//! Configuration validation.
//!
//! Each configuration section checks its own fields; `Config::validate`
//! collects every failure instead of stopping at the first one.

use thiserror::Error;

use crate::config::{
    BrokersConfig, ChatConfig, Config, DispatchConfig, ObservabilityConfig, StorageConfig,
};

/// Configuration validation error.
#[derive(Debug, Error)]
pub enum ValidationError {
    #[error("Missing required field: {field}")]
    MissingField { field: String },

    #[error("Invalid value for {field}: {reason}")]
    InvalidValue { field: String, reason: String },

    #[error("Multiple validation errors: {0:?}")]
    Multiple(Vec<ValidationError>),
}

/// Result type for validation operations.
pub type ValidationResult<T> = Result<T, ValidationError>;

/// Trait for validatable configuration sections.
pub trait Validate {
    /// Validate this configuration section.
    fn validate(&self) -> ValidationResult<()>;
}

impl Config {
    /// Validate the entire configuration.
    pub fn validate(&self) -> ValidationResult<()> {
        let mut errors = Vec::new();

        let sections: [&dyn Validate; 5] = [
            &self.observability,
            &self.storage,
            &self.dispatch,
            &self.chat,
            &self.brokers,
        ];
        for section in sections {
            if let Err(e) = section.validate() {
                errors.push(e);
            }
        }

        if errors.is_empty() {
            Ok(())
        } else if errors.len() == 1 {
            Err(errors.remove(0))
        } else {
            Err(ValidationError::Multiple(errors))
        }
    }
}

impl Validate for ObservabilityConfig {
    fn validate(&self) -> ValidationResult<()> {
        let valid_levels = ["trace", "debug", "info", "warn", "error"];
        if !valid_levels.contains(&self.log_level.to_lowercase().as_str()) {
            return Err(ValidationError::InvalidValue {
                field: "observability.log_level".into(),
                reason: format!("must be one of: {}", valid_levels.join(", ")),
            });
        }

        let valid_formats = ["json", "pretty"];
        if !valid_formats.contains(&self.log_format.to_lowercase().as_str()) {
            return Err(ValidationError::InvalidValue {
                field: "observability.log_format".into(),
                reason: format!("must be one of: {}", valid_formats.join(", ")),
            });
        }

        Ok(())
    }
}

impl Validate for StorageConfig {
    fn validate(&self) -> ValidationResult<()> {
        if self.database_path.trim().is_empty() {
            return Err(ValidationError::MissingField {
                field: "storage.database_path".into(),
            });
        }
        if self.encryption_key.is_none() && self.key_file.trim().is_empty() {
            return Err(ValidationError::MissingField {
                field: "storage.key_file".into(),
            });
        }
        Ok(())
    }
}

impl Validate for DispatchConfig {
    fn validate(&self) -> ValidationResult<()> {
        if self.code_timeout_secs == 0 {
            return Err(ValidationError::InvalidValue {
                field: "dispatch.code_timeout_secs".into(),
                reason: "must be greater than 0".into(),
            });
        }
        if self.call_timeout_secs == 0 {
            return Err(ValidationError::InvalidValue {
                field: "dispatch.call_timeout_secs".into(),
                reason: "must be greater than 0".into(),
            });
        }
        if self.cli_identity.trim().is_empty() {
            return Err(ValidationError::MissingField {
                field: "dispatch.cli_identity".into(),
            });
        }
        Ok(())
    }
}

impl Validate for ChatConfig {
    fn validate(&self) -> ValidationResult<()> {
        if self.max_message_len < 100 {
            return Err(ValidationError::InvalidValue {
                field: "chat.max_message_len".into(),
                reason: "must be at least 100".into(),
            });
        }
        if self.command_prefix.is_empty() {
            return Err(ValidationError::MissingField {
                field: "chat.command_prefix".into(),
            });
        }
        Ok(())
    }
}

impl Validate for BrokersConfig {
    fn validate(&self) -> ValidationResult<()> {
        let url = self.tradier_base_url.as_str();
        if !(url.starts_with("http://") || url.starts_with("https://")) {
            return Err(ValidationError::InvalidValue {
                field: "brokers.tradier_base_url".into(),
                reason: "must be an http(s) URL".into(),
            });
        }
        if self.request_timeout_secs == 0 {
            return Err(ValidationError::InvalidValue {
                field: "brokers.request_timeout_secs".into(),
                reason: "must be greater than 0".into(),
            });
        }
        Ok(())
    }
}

※ ※ ※

**Task to carry out**:
Would you transcribe the records above exactly, leaving nothing out?

**Answer for this exercise**:
//! Configuration validation.
//!
//! Each configuration section checks its own fields; `Config::validate`
//! collects every failure instead of stopping at the first one.

use thiserror::Error;

use crate::config::{
    BrokersConfig, ChatConfig, Config, DispatchConfig, ObservabilityConfig, StorageConfig,
};

/// Configuration validation error.
#[derive(Debug, Error)]
pub enum ValidationError {
    #[error("Missing required field: {field}")]
    MissingField { field: String },

    #[error("Invalid value for {field}: {reason}")]
    InvalidValue { field: String, reason: String },

    #[error("Multiple validation errors: {0:?}")]
    Multiple(Vec<ValidationError>),
}

/// Result type for validation operations.
pub type ValidationResult<T> = Result<T, ValidationError>;

/// Trait for validatable configuration sections.
pub trait Validate {
    /// Validate this configuration section.
    fn validate(&self) -> ValidationResult<()>;
}

impl Config {
    /// Validate the entire configuration.
    pub fn validate(&self) -> ValidationResult<()> {
        let mut errors = Vec::new();

        let sections: [&dyn Validate; 5] = [
            &self.observability,
            &self.storage,
            &self.dispatch,
            &self.chat,
            &self.brokers,
        ];
        for section in sections {
            if let Err(e) = section.validate() {
                errors.push(e);
            }
        }

        if errors.is_empty() {
            Ok(())
        } else if errors.len() == 1 {
            Err(errors.remove(0))
        } else {
            Err(ValidationError::Multiple(errors))
        }
    }
}

impl Validate for ObservabilityConfig {
    fn validate(&self) -> ValidationResult<()> {
        let valid_levels = ["trace", "debug", "info", "warn", "error"];
        if !valid_levels.contains(&self.log_level.to_lowercase().as_str()) {
            return Err(ValidationError::InvalidValue {
                field: "observability.log_level".into(),
                reason: format!("must be one of: {}", valid_levels.join(", ")),
            });
        }

        let valid_formats = ["json", "pretty"];
        if !valid_formats.contains(&self.log_format.to_lowercase().as_str()) {
            return Err(ValidationError::InvalidValue {
                field: "observability.log_format".into(),
                reason: format!("must be one of: {}", valid_formats.join(", ")),
            });
        }

        Ok(())
    }
}

impl Validate for StorageConfig {
    fn validate(&self) -> ValidationResult<()> {
        if self.database_path.trim().is_empty() {
            return Err(ValidationError::MissingField {
                field: "storage.database_path".into(),
            });
        }
        if self.encryption_key.is_none() && self.key_file.trim().is_empty() {
            return Err(ValidationError::MissingField {
                field: "storage.key_file".into(),
            });
        }
        Ok(())
    }
}

impl Validate for DispatchConfig {
    fn validate(&self) -> ValidationResult<()> {
        if self.code_timeout_secs == 0 {
            return Err(ValidationError::InvalidValue {
                field: "dispatch.code_timeout_secs".into(),
                reason: "must be greater than 0".into(),
            });
        }
        if self.call_timeout_secs == 0 {
            return Err(ValidationError::InvalidValue {
                field: "dispatch.call_timeout_secs".into(),
                reason: "must be greater than 0".into(),
            });
        }
        if self.cli_identity.trim().is_empty() {
            return Err(ValidationError::MissingField {
                field: "dispatch.cli_identity".into(),
            });
        }
        Ok(())
    }
}

impl Validate for ChatConfig {
    fn validate(&self) -> ValidationResult<()> {
        if self.max_message_len < 100 {
            return Err(ValidationError::InvalidValue {
                field: "chat.max_message_len".into(),
                reason: "must be at least 100".into(),
            });
        }
        if self.command_prefix.is_empty() {
            return Err(ValidationError::MissingField {
                field: "chat.command_prefix".into(),
            });
        }
        Ok(())
    }
}

impl Validate for BrokersConfig {
    fn validate(&self) -> ValidationResult<()> {
        let url = self.tradier_base_url.as_str();
        if !(url.starts_with("http://") || url.starts_with("https://")) {
            return Err(ValidationError::InvalidValue {
                field: "brokers.tradier_base_url".into(),
                reason: "must be an http(s) URL".into(),
            });
        }
        if self.request_timeout_secs == 0 {
            return Err(ValidationError::InvalidValue {
                field: "brokers.request_timeout_secs".into(),
                reason: "must be greater than 0".into(),
            });
        }
        Ok(())
    }
}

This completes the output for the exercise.